Defendant cites data suggesting that the "COVID-19 growth rate within BOP far outstrips that in the community" (1,052.87% increase vs. 524.1% increase) to argue that he is "at grave risk of harm" unless released. Yet as late as May 10, 2020, Coleman Low has only two confirmed cases of COVID-19, one inmate and one staff member. Although defendant contends that low testing rates at BOP facilities, including Coleman Low, "understate the true figures" - which is certainly plausible - I see that as equally forceful evidence against the disease's statistical danger. For, as defendant also points out (quoting United States v. Haney, No. 19-cr-541, 2020 WL 1821988, at *6 n.7 (S.D.N.Y. Apr. 13, 2020)), the "BOP has so far tested only those prisoners who seem to be sufficiently unhealthy as to be in need of possible hospitalization." Thus, either the infection rate at Coleman Low is too negligible to compel defendant's release or the lack of symptomatic inmates suggests the virus's relative harmlessness, also counseling denial of the motion.
Indeed, even if defendant does come down with the virus, there is still an overwhelming probability that it would not be fatal. According to defendant's brief, "[o]ne report suggests that '[a]bout 10% of patients with pre-existing cardiovascular disease (CVD) who contract COVID-19 will die, compared to only 1% of patients who are otherwise healthy.'" Of course, 10% is not insignificant, but it also not extraordinary or compelling, especially considering defendant's close access to free medical care while he is in Coleman Low. Moreover, the article quoted from was published over a month ago, much closer to the outbreak's inception, and therefore also likely suffers from the same selection bias described above (i.e., only testing symptomatic people will skew results toward more dire outcomes). In any event, that report concluded that 80% of COVID-19 patients "will develop mild flulike symptoms, including fever, dry cough, and body aches that can be managed at home." It would be highly irregular, to say the least, to cut short a prison sentence in the face of such unalarming potentialities.
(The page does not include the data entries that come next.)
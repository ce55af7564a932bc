//! Family Records - parent/child record service
//!
//! CRUD over HTTP with a read-through cache in front of the list endpoints
//! and mutation-driven invalidation.

pub mod api;
pub mod cache;
pub mod config;
pub mod error;
pub mod models;
pub mod service;
pub mod store;
pub mod tasks;

pub use api::{create_router, AppState};
pub use config::Config;
pub use service::RecordService;
pub use tasks::spawn_cleanup_task;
Finally, I see little reason to believe that defendant's risk of contracting CODID-19 will considerably decrease outside of Coleman Low. If released, defendant would live with his older sister in Brooklyn, New York. But as it stands, New York City remains a hotbed for the spread of the virus, and thus living with his sister does not necessarily materially decrease the probability of defendant contracting it. At least while in custody, defendant is ensured medical care in the event he becomes sick, just as he was when he had need of a heart valve replacement.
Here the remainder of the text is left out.